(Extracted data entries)
//! Keyboard sessions.
//!
//! A [`KeyboardState`] is the full 256-entry virtual-key table captured at one poll, packed
//! into bits. Windows keeps one key table per thread, not per device, so every keyboard
//! session on Windows reads the same table; the per-device split still gives each its own
//! edge history and connection status.

use crate::buffer::StateBuffer;
use crate::device::Device;
use crate::error::Result;
use crate::metadata::{DeviceKind, DeviceMeta};
use crate::raw::{
    DeviceDescriptor, DeviceHandle, KeyboardSource, RawDevice, RawDeviceInfo, RawInputPlatform,
};
use crate::state::DeviceState;
use std::fmt;
use std::time::Duration;
use tracing::debug;

/// Windows virtual-key code.
#[derive(Clone, Copy, Debug, PartialEq, Eq, Hash, PartialOrd, Ord)]
pub struct Key(pub u8);

impl Key {
    pub const BACKSPACE: Key = Key(0x08);
    pub const TAB: Key = Key(0x09);
    pub const ENTER: Key = Key(0x0D);
    pub const SHIFT: Key = Key(0x10);
    pub const CONTROL: Key = Key(0x11);
    pub const ALT: Key = Key(0x12);
    pub const PAUSE: Key = Key(0x13);
    pub const CAPS_LOCK: Key = Key(0x14);
    pub const ESCAPE: Key = Key(0x1B);
    pub const SPACE: Key = Key(0x20);
    pub const PAGE_UP: Key = Key(0x21);
    pub const PAGE_DOWN: Key = Key(0x22);
    pub const END: Key = Key(0x23);
    pub const HOME: Key = Key(0x24);
    pub const LEFT: Key = Key(0x25);
    pub const UP: Key = Key(0x26);
    pub const RIGHT: Key = Key(0x27);
    pub const DOWN: Key = Key(0x28);
    pub const INSERT: Key = Key(0x2D);
    pub const DELETE: Key = Key(0x2E);
    pub const LEFT_WINDOWS: Key = Key(0x5B);
    pub const RIGHT_WINDOWS: Key = Key(0x5C);
    pub const NUMPAD0: Key = Key(0x60);
    pub const F1: Key = Key(0x70);
    pub const LEFT_SHIFT: Key = Key(0xA0);
    pub const RIGHT_SHIFT: Key = Key(0xA1);
    pub const LEFT_CONTROL: Key = Key(0xA2);
    pub const RIGHT_CONTROL: Key = Key(0xA3);
    pub const LEFT_ALT: Key = Key(0xA4);
    pub const RIGHT_ALT: Key = Key(0xA5);

    /// `A`-`Z` and `0`-`9` map to their ASCII codes; anything else is `None`.
    pub const fn from_ascii(c: u8) -> Option<Key> {
        match c {
            b'A'..=b'Z' | b'0'..=b'9' => Some(Key(c)),
            b'a'..=b'z' => Some(Key(c - 32)),
            _ => None,
        }
    }

    /// `F1`..`F24`.
    pub const fn function(n: u8) -> Option<Key> {
        match n {
            1..=24 => Some(Key(Self::F1.0 + n - 1)),
            _ => None,
        }
    }

    /// `NUMPAD0`..`NUMPAD9`.
    pub const fn numpad(n: u8) -> Option<Key> {
        if n <= 9 {
            Some(Key(Self::NUMPAD0.0 + n))
        } else {
            None
        }
    }
}

/// 256 key bits.
#[derive(Clone, Copy, Default, PartialEq, Eq, Hash)]
pub struct KeyboardState {
    keys: [u64; 4],
}

impl KeyboardState {
    /// From a `GetKeyboardState` table: the high bit of each entry marks a held key.
    pub fn from_key_table(table: &[u8; 256]) -> Self {
        let mut state = Self::default();
        for (vk, &entry) in table.iter().enumerate() {
            if entry & 0x80 != 0 {
                state.set(Key(vk as u8), true);
            }
        }
        state
    }

    pub fn set(&mut self, key: Key, down: bool) {
        let (word, bit) = (key.0 as usize / 64, key.0 % 64);
        if down {
            self.keys[word] |= 1 << bit;
        } else {
            self.keys[word] &= !(1 << bit);
        }
    }

    pub fn with(mut self, key: Key) -> Self {
        self.set(key, true);
        self
    }

    #[inline]
    pub fn is_down(&self, key: Key) -> bool {
        self.keys[key.0 as usize / 64] & (1 << (key.0 % 64)) != 0
    }

    pub fn is_empty(&self) -> bool {
        self.keys.iter().all(|&w| w == 0)
    }

    pub fn pressed_keys(&self) -> impl Iterator<Item = Key> + '_ {
        (0..=255u8).map(Key).filter(|&k| self.is_down(k))
    }
}

impl fmt::Debug for KeyboardState {
    fn fmt(&self, f: &mut fmt::Formatter<'_>) -> fmt::Result {
        f.debug_set()
            .entries(self.pressed_keys().map(|k| k.0))
            .finish()
    }
}

impl DeviceState for KeyboardState {
    type Button = Key;

    #[inline]
    fn is_pressed(&self, key: Key) -> bool {
        self.is_down(key)
    }
}

pub struct Keyboard {
    raw: RawDevice,
    buffer: StateBuffer<KeyboardState>,
    source: Box<dyn KeyboardSource>,
}

impl fmt::Debug for Keyboard {
    fn fmt(&self, f: &mut fmt::Formatter<'_>) -> fmt::Result {
        f.debug_struct("Keyboard")
            .field("raw", &self.raw)
            .field("connected", &self.buffer.is_connected())
            .finish_non_exhaustive()
    }
}

impl Keyboard {
    pub const MAX_DEVICES: usize = 4;

    /// Open the keyboard behind `descriptor`. The first [`update`](Self::update) reads state.
    pub fn open<P: RawInputPlatform + ?Sized>(
        platform: &P,
        index: usize,
        descriptor: DeviceDescriptor,
    ) -> Result<Self> {
        let raw = RawDevice::open(platform, index, descriptor)?;
        debug!(index, name = raw.name(), "opened keyboard");
        Ok(Self {
            source: platform.keyboard_source(raw.handle()),
            raw,
            buffer: StateBuffer::new(),
        })
    }

    pub fn update(&mut self) -> Result<()> {
        let source = &mut self.source;
        self.buffer.poll(|| source.read())
    }

    #[inline]
    pub fn state(&self) -> &KeyboardState {
        self.buffer.current()
    }

    pub fn is_pressed(&self, key: Key) -> bool {
        self.buffer.is_pressed(key)
    }

    pub fn just_pressed(&self, key: Key) -> bool {
        self.buffer.just_pressed(key)
    }

    pub fn just_released(&self, key: Key) -> bool {
        self.buffer.just_released(key)
    }

    #[inline]
    pub fn is_connected(&self) -> bool {
        self.buffer.is_connected()
    }

    /// Device interface path.
    pub fn name(&self) -> &str {
        self.raw.name()
    }

    pub fn display_name(&self) -> &str {
        self.raw.display_name()
    }

    pub fn handle(&self) -> DeviceHandle {
        self.raw.handle()
    }

    pub fn info(&self) -> &RawDeviceInfo {
        self.raw.info()
    }
}

impl Device for Keyboard {
    type State = KeyboardState;
    const KIND: DeviceKind = DeviceKind::Keyboard;
    const MAX_DEVICES: usize = Keyboard::MAX_DEVICES;

    fn update(&mut self, _time: Duration) -> Result<()> {
        Keyboard::update(self)
    }

    fn buffer(&self) -> &StateBuffer<KeyboardState> {
        &self.buffer
    }

    fn retire(&mut self) {
        self.buffer.retire();
    }

    fn name(&self) -> &str {
        self.raw.display_name()
    }

    fn id(&self) -> &str {
        self.raw.name()
    }

    fn metadata(&self) -> DeviceMeta {
        self.raw.metadata()
    }
}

=== HOW TO COMPLETE THIS TASK ===
Please return all of the entries shown above, exactly as they stand.

=== SOLUTION TO THIS TASK ===
//! Keyboard sessions.
//!
//! A [`KeyboardState`] is the full 256-entry virtual-key table captured at one poll, packed
//! into bits. Windows keeps one key table per thread, not per device, so every keyboard
//! session on Windows reads the same table; the per-device split still gives each its own
//! edge history and connection status.

use crate::buffer::StateBuffer;
use crate::device::Device;
use crate::error::Result;
use crate::metadata::{DeviceKind, DeviceMeta};
use crate::raw::{
    DeviceDescriptor, DeviceHandle, KeyboardSource, RawDevice, RawDeviceInfo, RawInputPlatform,
};
use crate::state::DeviceState;
use std::fmt;
use std::time::Duration;
use tracing::debug;

/// Windows virtual-key code.
#[derive(Clone, Copy, Debug, PartialEq, Eq, Hash, PartialOrd, Ord)]
pub struct Key(pub u8);

impl Key {
    pub const BACKSPACE: Key = Key(0x08);
    pub const TAB: Key = Key(0x09);
    pub const ENTER: Key = Key(0x0D);
    pub const SHIFT: Key = Key(0x10);
    pub const CONTROL: Key = Key(0x11);
    pub const ALT: Key = Key(0x12);
    pub const PAUSE: Key = Key(0x13);
    pub const CAPS_LOCK: Key = Key(0x14);
    pub const ESCAPE: Key = Key(0x1B);
    pub const SPACE: Key = Key(0x20);
    pub const PAGE_UP: Key = Key(0x21);
    pub const PAGE_DOWN: Key = Key(0x22);
    pub const END: Key = Key(0x23);
    pub const HOME: Key = Key(0x24);
    pub const LEFT: Key = Key(0x25);
    pub const UP: Key = Key(0x26);
    pub const RIGHT: Key = Key(0x27);
    pub const DOWN: Key = Key(0x28);
    pub const INSERT: Key = Key(0x2D);
    pub const DELETE: Key = Key(0x2E);
    pub const LEFT_WINDOWS: Key = Key(0x5B);
    pub const RIGHT_WINDOWS: Key = Key(0x5C);
    pub const NUMPAD0: Key = Key(0x60);
    pub const F1: Key = Key(0x70);
    pub const LEFT_SHIFT: Key = Key(0xA0);
    pub const RIGHT_SHIFT: Key = Key(0xA1);
    pub const LEFT_CONTROL: Key = Key(0xA2);
    pub const RIGHT_CONTROL: Key = Key(0xA3);
    pub const LEFT_ALT: Key = Key(0xA4);
    pub const RIGHT_ALT: Key = Key(0xA5);

    /// `A`-`Z` and `0`-`9` map to their ASCII codes; anything else is `None`.
    pub const fn from_ascii(c: u8) -> Option<Key> {
        match c {
            b'A'..=b'Z' | b'0'..=b'9' => Some(Key(c)),
            b'a'..=b'z' => Some(Key(c - 32)),
            _ => None,
        }
    }

    /// `F1`..`F24`.
    pub const fn function(n: u8) -> Option<Key> {
        match n {
            1..=24 => Some(Key(Self::F1.0 + n - 1)),
            _ => None,
        }
    }

    /// `NUMPAD0`..`NUMPAD9`.
    pub const fn numpad(n: u8) -> Option<Key> {
        if n <= 9 {
            Some(Key(Self::NUMPAD0.0 + n))
        } else {
            None
        }
    }
}

/// 256 key bits.
#[derive(Clone, Copy, Default, PartialEq, Eq, Hash)]
pub struct KeyboardState {
    keys: [u64; 4],
}

impl KeyboardState {
    /// From a `GetKeyboardState` table: the high bit of each entry marks a held key.
    pub fn from_key_table(table: &[u8; 256]) -> Self {
        let mut state = Self::default();
        for (vk, &entry) in table.iter().enumerate() {
            if entry & 0x80 != 0 {
                state.set(Key(vk as u8), true);
            }
        }
        state
    }

    pub fn set(&mut self, key: Key, down: bool) {
        let (word, bit) = (key.0 as usize / 64, key.0 % 64);
        if down {
            self.keys[word] |= 1 << bit;
        } else {
            self.keys[word] &= !(1 << bit);
        }
    }

    pub fn with(mut self, key: Key) -> Self {
        self.set(key, true);
        self
    }

    #[inline]
    pub fn is_down(&self, key: Key) -> bool {
        self.keys[key.0 as usize / 64] & (1 << (key.0 % 64)) != 0
    }

    pub fn is_empty(&self) -> bool {
        self.keys.iter().all(|&w| w == 0)
    }

    pub fn pressed_keys(&self) -> impl Iterator<Item = Key> + '_ {
        (0..=255u8).map(Key).filter(|&k| self.is_down(k))
    }
}

impl fmt::Debug for KeyboardState {
    fn fmt(&self, f: &mut fmt::Formatter<'_>) -> fmt::Result {
        f.debug_set()
            .entries(self.pressed_keys().map(|k| k.0))
            .finish()
    }
}

impl DeviceState for KeyboardState {
    type Button = Key;

    #[inline]
    fn is_pressed(&self, key: Key) -> bool {
        self.is_down(key)
    }
}

pub struct Keyboard {
    raw: RawDevice,
    buffer: StateBuffer<KeyboardState>,
    source: Box<dyn KeyboardSource>,
}

impl fmt::Debug for Keyboard {
    fn fmt(&self, f: &mut fmt::Formatter<'_>) -> fmt::Result {
        f.debug_struct("Keyboard")
            .field("raw", &self.raw)
            .field("connected", &self.buffer.is_connected())
            .finish_non_exhaustive()
    }
}

impl Keyboard {
    pub const MAX_DEVICES: usize = 4;

    /// Open the keyboard behind `descriptor`. The first [`update`](Self::update) reads state.
    pub fn open<P: RawInputPlatform + ?Sized>(
        platform: &P,
        index: usize,
        descriptor: DeviceDescriptor,
    ) -> Result<Self> {
        let raw = RawDevice::open(platform, index, descriptor)?;
        debug!(index, name = raw.name(), "opened keyboard");
        Ok(Self {
            source: platform.keyboard_source(raw.handle()),
            raw,
            buffer: StateBuffer::new(),
        })
    }

    pub fn update(&mut self) -> Result<()> {
        let source = &mut self.source;
        self.buffer.poll(|| source.read())
    }

    #[inline]
    pub fn state(&self) -> &KeyboardState {
        self.buffer.current()
    }

    pub fn is_pressed(&self, key: Key) -> bool {
        self.buffer.is_pressed(key)
    }

    pub fn just_pressed(&self, key: Key) -> bool {
        self.buffer.just_pressed(key)
    }

    pub fn just_released(&self, key: Key) -> bool {
        self.buffer.just_released(key)
    }

    #[inline]
    pub fn is_connected(&self) -> bool {
        self.buffer.is_connected()
    }

    /// Device interface path.
    pub fn name(&self) -> &str {
        self.raw.name()
    }

    pub fn display_name(&self) -> &str {
        self.raw.display_name()
    }

    pub fn handle(&self) -> DeviceHandle {
        self.raw.handle()
    }

    pub fn info(&self) -> &RawDeviceInfo {
        self.raw.info()
    }
}

impl Device for Keyboard {
    type State = KeyboardState;
    const KIND: DeviceKind = DeviceKind::Keyboard;
    const MAX_DEVICES: usize = Keyboard::MAX_DEVICES;

    fn update(&mut self, _time: Duration) -> Result<()> {
        Keyboard::update(self)
    }

    fn buffer(&self) -> &StateBuffer<KeyboardState> {
        &self.buffer
    }

    fn retire(&mut self) {
        self.buffer.retire();
    }

    fn name(&self) -> &str {
        self.raw.display_name()
    }

    fn id(&self) -> &str {
        self.raw.name()
    }

    fn metadata(&self) -> DeviceMeta {
        self.raw.metadata()
    }
}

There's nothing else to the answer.